Start of The data

//! Task listing and parameter resolution handlers.

use std::sync::Arc;

use axum::Router;
use axum::extract::State;
use axum::routing::get;
use paramlab_core::param::Stage;
use paramlab_core::{ConfigResolver, ResolvedParameter, StageResolution, TaskDescriptor, TaskResolution};

use super::request::{ParameterPathParams, StagePathParams, TaskPathParams};
use crate::TRACING_TARGET_HANDLER;
use crate::extract::{Json, Path};
use crate::handler::Result;
use crate::service::ServiceState;

/// Lists registered tasks in registry order.
#[tracing::instrument(skip_all)]
async fn list_tasks(
    State(resolver): State<Arc<ConfigResolver>>,
) -> Json<Vec<TaskDescriptor>> {
    Json(resolver.registry().descriptors().to_vec())
}

/// Returns one task descriptor.
#[tracing::instrument(skip_all, fields(task = %path.task))]
async fn describe_task(
    State(resolver): State<Arc<ConfigResolver>>,
    Path(path): Path<TaskPathParams>,
) -> Result<Json<TaskDescriptor>> {
    let descriptor = resolver.registry().describe(&path.task)?;
    Ok(Json(descriptor.clone()))
}

/// Resolves every stage the task uses.
#[tracing::instrument(skip_all, fields(task = %path.task))]
async fn resolve_task(
    State(resolver): State<Arc<ConfigResolver>>,
    Path(path): Path<TaskPathParams>,
) -> Result<Json<TaskResolution>> {
    let resolution = resolver.resolve_task(&path.task)?;

    tracing::debug!(
        target: TRACING_TARGET_HANDLER,
        stages = resolution.stages.len(),
        issues = resolution.issue_count(),
        "task resolved"
    );

    Ok(Json(resolution))
}

#[tracing::instrument(skip_all, fields(task = %path.task, stage = %path.stage))]
async fn resolve_stage(
    State(resolver): State<Arc<ConfigResolver>>,
    Path(path): Path<StagePathParams>,
) -> Result<Json<StageResolution>> {
    let stage = Stage::parse(&path.stage)?;
    let resolution = resolver.resolve(&path.task, stage)?;

    tracing::debug!(
        target: TRACING_TARGET_HANDLER,
        parameters = resolution.len(),
        issues = resolution.issue_count(),
        "stage resolved"
    );

    Ok(Json(resolution))
}

#[tracing::instrument(
    skip_all,
    fields(task = %path.task, stage = %path.stage, parameter = %path.parameter)
)]
async fn resolve_parameter(
    State(resolver): State<Arc<ConfigResolver>>,
    Path(path): Path<ParameterPathParams>,
) -> Result<Json<ResolvedParameter>> {
    let stage = Stage::parse(&path.stage)?;
    let parameter = resolver.resolve_parameter(&path.task, stage, &path.parameter)?;
    Ok(Json(parameter))
}

/// Returns a [`Router`] with task and resolution routes.
pub fn routes() -> Router<ServiceState> {
    Router::new()
        .route("/tasks", get(list_tasks))
        .route("/tasks/{task}", get(describe_task))
        .route("/tasks/{task}/parameters", get(resolve_task))
        .route("/tasks/{task}/stages/{stage}", get(resolve_stage))
        .route("/tasks/{task}/stages/{stage}/{parameter}", get(resolve_parameter))
}

#[cfg(test)]
mod tests {
    use axum::http::StatusCode;
    use serde_json::Value;

    use super::*;
    use crate::handler::test::create_test_server_with_router;

    #[tokio::test]
    async fn lists_tasks_in_registry_order() -> anyhow::Result<()> {
        let server = create_test_server_with_router(|_| routes())?;

        let response = server.get("/tasks").await;
        response.assert_status_ok();

        let tasks = response.json::<Vec<TaskDescriptor>>();
        let names: Vec<_> = tasks.iter().map(|task| task.name.as_str()).collect();
        assert_eq!(names, ["RAG-based QA", "Normal QA", "Summarisation"]);

        Ok(())
    }

    #[tokio::test]
    async fn describes_task_by_encoded_name() -> anyhow::Result<()> {
        let server = create_test_server_with_router(|_| routes())?;

        let response = server.get("/tasks/RAG-based%20QA").await;
        response.assert_status_ok();
        assert_eq!(response.json::<TaskDescriptor>().name, "RAG-based QA");

        Ok(())
    }

    #[tokio::test]
    async fn unknown_task_is_not_found() -> anyhow::Result<()> {
        let server = create_test_server_with_router(|_| routes())?;

        let response = server.get("/tasks/Translation/stages/decoding").await;
        response.assert_status(StatusCode::NOT_FOUND);

        let body = response.json::<Value>();
        assert_eq!(body["name"], "not_found");
        assert_eq!(body["resource"], "task");
        assert_eq!(body["context"], "Translation");

        Ok(())
    }

    #[tokio::test]
    async fn unknown_stage_is_not_found() -> anyhow::Result<()> {
        let server = create_test_server_with_router(|_| routes())?;

        let response = server.get("/tasks/Normal%20QA/stages/postprocessing").await;
        response.assert_status(StatusCode::NOT_FOUND);
        assert_eq!(response.json::<Value>()["resource"], "stage");

        Ok(())
    }

    #[tokio::test]
    async fn resolves_stage_with_override_applied() -> anyhow::Result<()> {
        let server = create_test_server_with_router(|_| routes())?;

        let response = server.get("/tasks/RAG-based%20QA/stages/decoding").await;
        response.assert_status_ok();

        let body = response.json::<Value>();
        assert_eq!(body["task"], "RAG-based QA");
        assert_eq!(body["stage"], "decoding");
        assert_eq!(body["issue_count"], 0);
        assert_eq!(body["parameters"][0]["name"], "temperature");
        assert_eq!(body["parameters"][1]["name"], "top_k");
        assert_eq!(body["parameters"][1]["default_value"], 20);
        assert_eq!(body["parameters"][1]["overridden"][0], "default_value");

        Ok(())
    }

    #[tokio::test]
    async fn legacy_stage_names_are_accepted() -> anyhow::Result<()> {
        let server = create_test_server_with_router(|_| routes())?;

        let response = server
            .get("/tasks/Summarisation/stages/decoding_parameters/top_k")
            .await;
        response.assert_status_ok();
        assert_eq!(response.json::<Value>()["name"], "top_k");

        Ok(())
    }

    #[tokio::test]
    async fn parameter_carries_option_documentation() -> anyhow::Result<()> {
        let server = create_test_server_with_router(|_| routes())?;

        let response = server.get("/tasks/RAG-based%20QA/stages/encoding/pooling").await;
        response.assert_status_ok();

        let body = response.json::<Value>();
        let documentation = &body["documentation"];
        assert!(documentation["description"].is_string());
        let cls = &documentation["options"]["cls"];
        assert!(cls["description"].is_string());
        assert!(!cls["recommended_for"].as_array().unwrap().is_empty());

        let response = server.get("/tasks/RAG-based%20QA/stages/preprocessing/separator").await;
        response.assert_status_ok();
        assert!(response.json::<Value>().get("documentation").is_none());

        Ok(())
    }

    #[tokio::test]
    async fn missing_parameter_is_not_found() -> anyhow::Result<()> {
        let server = create_test_server_with_router(|_| routes())?;

        let response = server.get("/tasks/Normal%20QA/stages/decoding/top_q").await;
        response.assert_status(StatusCode::NOT_FOUND);
        assert_eq!(response.json::<Value>()["context"], "decoding.top_q");

        Ok(())
    }

    #[tokio::test]
    async fn resolves_every_stage_of_a_task() -> anyhow::Result<()> {
        let server = create_test_server_with_router(|_| routes())?;

        let response = server.get("/tasks/Summarisation/parameters").await;
        response.assert_status_ok();

        let body = response.json::<Value>();
        assert_eq!(body["task"]["name"], "Summarisation");
        let stages = body["stages"].as_array().unwrap();
        assert_eq!(stages.len(), body["task"]["stages"].as_array().unwrap().len());

        Ok(())
    }
}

End of The data

What is needed: What you return must match the listing exactly, line for line.

Your response:
//! Task listing and parameter resolution handlers.

use std::sync::Arc;

use axum::Router;
use axum::extract::State;
use axum::routing::get;
use paramlab_core::param::Stage;
use paramlab_core::{ConfigResolver, ResolvedParameter, StageResolution, TaskDescriptor, TaskResolution};

use super::request::{ParameterPathParams, StagePathParams, TaskPathParams};
use crate::TRACING_TARGET_HANDLER;
use crate::extract::{Json, Path};
use crate::handler::Result;
use crate::service::ServiceState;

/// Lists registered tasks in registry order.
#[tracing::instrument(skip_all)]
async fn list_tasks(
    State(resolver): State<Arc<ConfigResolver>>,
) -> Json<Vec<TaskDescriptor>> {
    Json(resolver.registry().descriptors().to_vec())
}

/// Returns one task descriptor.
#[tracing::instrument(skip_all, fields(task = %path.task))]
async fn describe_task(
    State(resolver): State<Arc<ConfigResolver>>,
    Path(path): Path<TaskPathParams>,
) -> Result<Json<TaskDescriptor>> {
    let descriptor = resolver.registry().describe(&path.task)?;
    Ok(Json(descriptor.clone()))
}

/// Resolves every stage the task uses.
#[tracing::instrument(skip_all, fields(task = %path.task))]
async fn resolve_task(
    State(resolver): State<Arc<ConfigResolver>>,
    Path(path): Path<TaskPathParams>,
) -> Result<Json<TaskResolution>> {
    let resolution = resolver.resolve_task(&path.task)?;

    tracing::debug!(
        target: TRACING_TARGET_HANDLER,
        stages = resolution.stages.len(),
        issues = resolution.issue_count(),
        "task resolved"
    );

    Ok(Json(resolution))
}

#[tracing::instrument(skip_all, fields(task = %path.task, stage = %path.stage))]
async fn resolve_stage(
    State(resolver): State<Arc<ConfigResolver>>,
    Path(path): Path<StagePathParams>,
) -> Result<Json<StageResolution>> {
    let stage = Stage::parse(&path.stage)?;
    let resolution = resolver.resolve(&path.task, stage)?;

    tracing::debug!(
        target: TRACING_TARGET_HANDLER,
        parameters = resolution.len(),
        issues = resolution.issue_count(),
        "stage resolved"
    );

    Ok(Json(resolution))
}

#[tracing::instrument(
    skip_all,
    fields(task = %path.task, stage = %path.stage, parameter = %path.parameter)
)]
async fn resolve_parameter(
    State(resolver): State<Arc<ConfigResolver>>,
    Path(path): Path<ParameterPathParams>,
) -> Result<Json<ResolvedParameter>> {
    let stage = Stage::parse(&path.stage)?;
    let parameter = resolver.resolve_parameter(&path.task, stage, &path.parameter)?;
    Ok(Json(parameter))
}

/// Returns a [`Router`] with task and resolution routes.
pub fn routes() -> Router<ServiceState> {
    Router::new()
        .route("/tasks", get(list_tasks))
        .route("/tasks/{task}", get(describe_task))
        .route("/tasks/{task}/parameters", get(resolve_task))
        .route("/tasks/{task}/stages/{stage}", get(resolve_stage))
        .route("/tasks/{task}/stages/{stage}/{parameter}", get(resolve_parameter))
}

#[cfg(test)]
mod tests {
    use axum::http::StatusCode;
    use serde_json::Value;

    use super::*;
    use crate::handler::test::create_test_server_with_router;

    #[tokio::test]
    async fn lists_tasks_in_registry_order() -> anyhow::Result<()> {
        let server = create_test_server_with_router(|_| routes())?;

        let response = server.get("/tasks").await;
        response.assert_status_ok();

        let tasks = response.json::<Vec<TaskDescriptor>>();
        let names: Vec<_> = tasks.iter().map(|task| task.name.as_str()).collect();
        assert_eq!(names, ["RAG-based QA", "Normal QA", "Summarisation"]);

        Ok(())
    }

    #[tokio::test]
    async fn describes_task_by_encoded_name() -> anyhow::Result<()> {
        let server = create_test_server_with_router(|_| routes())?;

        let response = server.get("/tasks/RAG-based%20QA").await;
        response.assert_status_ok();
        assert_eq!(response.json::<TaskDescriptor>().name, "RAG-based QA");

        Ok(())
    }

    #[tokio::test]
    async fn unknown_task_is_not_found() -> anyhow::Result<()> {
        let server = create_test_server_with_router(|_| routes())?;

        let response = server.get("/tasks/Translation/stages/decoding").await;
        response.assert_status(StatusCode::NOT_FOUND);

        let body = response.json::<Value>();
        assert_eq!(body["name"], "not_found");
        assert_eq!(body["resource"], "task");
        assert_eq!(body["context"], "Translation");

        Ok(())
    }

    #[tokio::test]
    async fn unknown_stage_is_not_found() -> anyhow::Result<()> {
        let server = create_test_server_with_router(|_| routes())?;

        let response = server.get("/tasks/Normal%20QA/stages/postprocessing").await;
        response.assert_status(StatusCode::NOT_FOUND);
        assert_eq!(response.json::<Value>()["resource"], "stage");

        Ok(())
    }

    #[tokio::test]
    async fn resolves_stage_with_override_applied() -> anyhow::Result<()> {
        let server = create_test_server_with_router(|_| routes())?;

        let response = server.get("/tasks/RAG-based%20QA/stages/decoding").await;
        response.assert_status_ok();

        let body = response.json::<Value>();
        assert_eq!(body["task"], "RAG-based QA");
        assert_eq!(body["stage"], "decoding");
        assert_eq!(body["issue_count"], 0);
        assert_eq!(body["parameters"][0]["name"], "temperature");
        assert_eq!(body["parameters"][1]["name"], "top_k");
        assert_eq!(body["parameters"][1]["default_value"], 20);
        assert_eq!(body["parameters"][1]["overridden"][0], "default_value");

        Ok(())
    }

    #[tokio::test]
    async fn legacy_stage_names_are_accepted() -> anyhow::Result<()> {
        let server = create_test_server_with_router(|_| routes())?;

        let response = server
            .get("/tasks/Summarisation/stages/decoding_parameters/top_k")
            .await;
        response.assert_status_ok();
        assert_eq!(response.json::<Value>()["name"], "top_k");

        Ok(())
    }

    #[tokio::test]
    async fn parameter_carries_option_documentation() -> anyhow::Result<()> {
        let server = create_test_server_with_router(|_| routes())?;

        let response = server.get("/tasks/RAG-based%20QA/stages/encoding/pooling").await;
        response.assert_status_ok();

        let body = response.json::<Value>();
        let documentation = &body["documentation"];
        assert!(documentation["description"].is_string());
        let cls = &documentation["options"]["cls"];
        assert!(cls["description"].is_string());
        assert!(!cls["recommended_for"].as_array().unwrap().is_empty());

        let response = server.get("/tasks/RAG-based%20QA/stages/preprocessing/separator").await;
        response.assert_status_ok();
        assert!(response.json::<Value>().get("documentation").is_none());

        Ok(())
    }

    #[tokio::test]
    async fn missing_parameter_is_not_found() -> anyhow::Result<()> {
        let server = create_test_server_with_router(|_| routes())?;

        let response = server.get("/tasks/Normal%20QA/stages/decoding/top_q").await;
        response.assert_status(StatusCode::NOT_FOUND);
        assert_eq!(response.json::<Value>()["context"], "decoding.top_q");

        Ok(())
    }

    #[tokio::test]
    async fn resolves_every_stage_of_a_task() -> anyhow::Result<()> {
        let server = create_test_server_with_router(|_| routes())?;

        let response = server.get("/tasks/Summarisation/parameters").await;
        response.assert_status_ok();

        let body = response.json::<Value>();
        assert_eq!(body["task"]["name"], "Summarisation");
        let stages = body["stages"].as_array().unwrap();
        assert_eq!(stages.len(), body["task"]["stages"].as_array().unwrap().len());

        Ok(())
    }
}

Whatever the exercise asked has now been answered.